In this notebook, I will walk you through the steps to be taken to clean and carry out exploratory data analysis on the IMDB TV series data from kaggle https://www.kaggle.com/datasets/suraj520/imdb-tv-series-data
The dataset contains information about TV series from IMDb, including details such as title, IMDb ID, release year, genre, cast, synopsis, rating, runtime, certificate, number of votes, and gross revenue. The data is scraped from the IMDb website using web scraping techniques and is organized into separate CSV files for each genre.

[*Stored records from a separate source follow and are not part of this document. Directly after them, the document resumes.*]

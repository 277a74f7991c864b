//! Page requests and paginated envelopes shared by every list endpoint.

use serde::Serialize;

use crate::config::PaginationConfig;

/// A normalized page request: `page` is 1-based, `per_page` is clamped.
#[derive(Debug, Clone, Copy, PartialEq, Eq)]
pub struct PageRequest {
    pub page: i64,
    pub per_page: i64,
}

impl PageRequest {
    /// Normalize raw query values.
    ///
    /// A missing or non-positive `page` becomes 1. A missing `per_page` takes the
    /// configured default; any value is clamped to `1..=max_per_page`.
    pub fn new(page: Option<i64>, per_page: Option<i64>, limits: PaginationConfig) -> Self {
        let max = limits.max_per_page.max(1);
        Self {
            page: page.unwrap_or(1).max(1),
            per_page: per_page.unwrap_or(limits.default_per_page).clamp(1, max),
        }
    }

    #[inline]
    pub fn offset(&self) -> i64 {
        (self.page - 1).saturating_mul(self.per_page)
    }

    #[inline]
    pub fn limit(&self) -> i64 {
        self.per_page
    }
}

/// List envelope: `{data, total, current_page, per_page, last_page}`.
#[derive(Debug, Clone, Serialize)]
pub struct Paginated<T> {
    pub data: Vec<T>,
    pub total: i64,
    pub current_page: i64,
    pub per_page: i64,
    pub last_page: i64,
}

impl<T> Paginated<T> {
    pub fn new(data: Vec<T>, total: i64, request: PageRequest) -> Self {
        Self {
            data,
            total,
            current_page: request.page,
            per_page: request.per_page,
            last_page: last_page(total, request.per_page),
        }
    }
}

/// Number of the last page; an empty result still has page 1.
pub fn last_page(total: i64, per_page: i64) -> i64 {
    if total <= 0 || per_page <= 0 {
        return 1;
    }
    (total + per_page - 1) / per_page
}
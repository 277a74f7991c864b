//! Locale model: a language definition translations point at.

use chrono::{DateTime, Utc};
use serde::{Deserialize, Serialize};
use validator::Validate;

use crate::validation::not_blank;

/// A locale record. `name` and `short_code` are unique when present.
#[derive(Debug, Clone, PartialEq, Serialize, Deserialize)]
pub struct Locale {
    pub id: i64,
    pub name: Option<String>,
    pub short_code: Option<String>,
    pub created_at: DateTime<Utc>,
    pub updated_at: DateTime<Utc>,
}

/// Body of `POST /locales` and `PUT /locales/{id}`.
#[derive(Debug, Deserialize, Validate)]
pub struct LocaleRequest {
    #[validate(
        required(message = "The name field is required."),
        custom(function = "not_blank", message = "The name field is required."),
        length(max = 255, message = "The name field must not be greater than 255 characters.")
    )]
    pub name: Option<String>,

    #[validate(
        required(message = "The short code field is required."),
        custom(function = "not_blank", message = "The short code field is required."),
        length(max = 255, message = "The short code field must not be greater than 255 characters.")
    )]
    pub short_code: Option<String>,
}

/// Validated locale fields, ready for the repository.
#[derive(Debug, Clone)]
pub struct LocaleDraft {
    pub name: String,
    pub short_code: String,
}

impl LocaleRequest {
    /// Split into a draft once validation has passed; `None` if a required
    /// field is absent.
    pub fn into_draft(self) -> Option<LocaleDraft> {
        Some(LocaleDraft {
            name: self.name?.trim().to_string(),
            short_code: self.short_code?.trim().to_string(),
        })
    }
}

/// Query string of `GET /locales`.
#[derive(Debug, Default, Deserialize)]
pub struct LocaleListQuery {
    /// Case-insensitive substring of the name
    pub name: Option<String>,
    /// Case-insensitive substring of the short code
    pub short_code: Option<String>,
    pub page: Option<i64>,
    pub per_page: Option<i64>,
}
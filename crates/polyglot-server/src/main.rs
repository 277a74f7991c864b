//! # Polyglot Server
//!
//! Binary entry point for the translation-management API.
//!
//! ```text
//! polyglot [serve]   run migrations, then serve HTTP (default)
//! polyglot migrate   apply pending migrations and exit
//! polyglot seed      insert the default locales and exit
//! ```

use std::net::SocketAddr;

use clap::{Parser, Subcommand};
use polyglot_api::{build_router, AppState};
use polyglot_common::config::AppConfig;
use polyglot_db::Database;

#[derive(Debug, Parser)]
#[command(name = "polyglot", version, about = "Translation management API")]
struct Cli {
    /// Log as JSON lines instead of human-readable text
    #[arg(long, env = "POLYGLOT_LOG_JSON", global = true)]
    log_json: bool,

    #[command(subcommand)]
    command: Option<Command>,
}

#[derive(Debug, Subcommand)]
enum Command {
    /// Run migrations, then serve the HTTP API
    Serve,
    /// Apply pending database migrations
    Migrate,
    /// Insert the default locales (English, French, Espanol) if missing
    Seed,
}

#[tokio::main]
async fn main() -> anyhow::Result<()> {
    let cli = Cli::parse();

    // Load configuration
    let config = polyglot_common::config::init()?;

    init_tracing(cli.log_json);

    match cli.command.unwrap_or(Command::Serve) {
        Command::Serve => serve(config).await,
        Command::Migrate => {
            let db = Database::connect(&config.database).await?;
            db.migrate().await
        }
        Command::Seed => {
            let db = Database::connect(&config.database).await?;
            db.migrate().await?;
            let inserted = polyglot_db::seed::seed_locales(&db.pool).await?;
            tracing::info!(inserted, "Default locales seeded");
            Ok(())
        }
    }
}

/// Structured logging; `RUST_LOG` overrides the default filter.
fn init_tracing(json: bool) {
    let filter = tracing_subscriber::EnvFilter::try_from_default_env()
        .unwrap_or_else(|_| "polyglot=debug,tower_http=debug".into());

    let builder = tracing_subscriber::fmt()
        .with_env_filter(filter)
        .with_target(true);

    if json {
        builder.json().init();
    } else {
        builder.with_thread_ids(true).init();
    }
}

async fn serve(config: AppConfig) -> anyhow::Result<()> {
    tracing::info!("Starting Polyglot v{}", env!("CARGO_PKG_VERSION"));

    let db = Database::connect(&config.database).await?;
    db.migrate().await?;

    let addr = SocketAddr::new(config.server.host.parse()?, config.server.port);
    let router = build_router(AppState::new(db, config));

    let listener = tokio::net::TcpListener::bind(addr).await?;
    tracing::info!("REST API listening on http://{addr}");

    axum::serve(listener, router)
        .with_graceful_shutdown(shutdown_signal())
        .await?;

    tracing::info!("Server stopped");
    Ok(())
}

async fn shutdown_signal() {
    if let Err(e) = tokio::signal::ctrl_c().await {
        tracing::error!(error = %e, "Failed to listen for shutdown signal");
        std::future::pending::<()>().await;
    }
    tracing::info!("Shutdown signal received, draining connections");
}
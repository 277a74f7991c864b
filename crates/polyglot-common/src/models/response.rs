//! Response envelopes shared by the mutation endpoints.

use serde::Serialize;

/// `{success, message}` plus the affected record when there is one.
#[derive(Debug, Serialize)]
pub struct MutationResponse<T> {
    pub success: bool,
    pub message: String,
    #[serde(skip_serializing_if = "Option::is_none")]
    pub data: Option<T>,
}

impl<T> MutationResponse<T> {
    pub fn with_data(message: &str, data: T) -> Self {
        Self {
            success: true,
            message: message.to_string(),
            data: Some(data),
        }
    }
}

impl MutationResponse<()> {
    pub fn ok(message: &str) -> Self {
        Self {
            success: true,
            message: message.to_string(),
            data: None,
        }
    }
}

Importing Required Libraries:
* glob: This library is used to retrieve file paths matching specified patterns.
* pandas: It provides data manipulation and analysis capabilities.
* os: This library provides a way to interact with the operating system, including file and directory operations.
* zipfile: This library offers tools to create, read, write, and extract files from ZIP archives.

In [2]:
import glob
import pandas as pd
import os
from zipfile import ZipFile

The imdb data is a zip file called archive.zip, to find it, you start with an empty list called zip_files to store the paths of the identified ZIP files.
Begin walking through the directory structure using os.walk("/home/anees/projects/EDA_and_data_cleaning").
For each directory, examine the files within it.
If a file has a ".zip" extension, add its path to the zip_files list.
Continue the process until all directories have been traversed.
Finally, print the zip_files list to display the paths of all identified ZIP files.

In [3]:
zip_files = []
for root, dirs, files in os.walk("/home/anees/projects/EDA_and_data_cleaning"):
    for file in files:
        if file.endswith(".zip"):
            zip_files.append(os.path.join(root, file))

print(zip_files)

['/home/anees/projects/EDA_and_data_cleaning/venv/lib/python3.8/site-packages/importlib_resources/tests/zipdata02/ziptestdata.zip', '/home/anees/projects/EDA_and_data_cleaning/venv/lib/python3.8/site-packages/importlib_resources/tests/zipdata01/ziptestdata.zip', '/home/anees/projects/EDA_and_data_cleaning/raw_data/imdb/archive.zip']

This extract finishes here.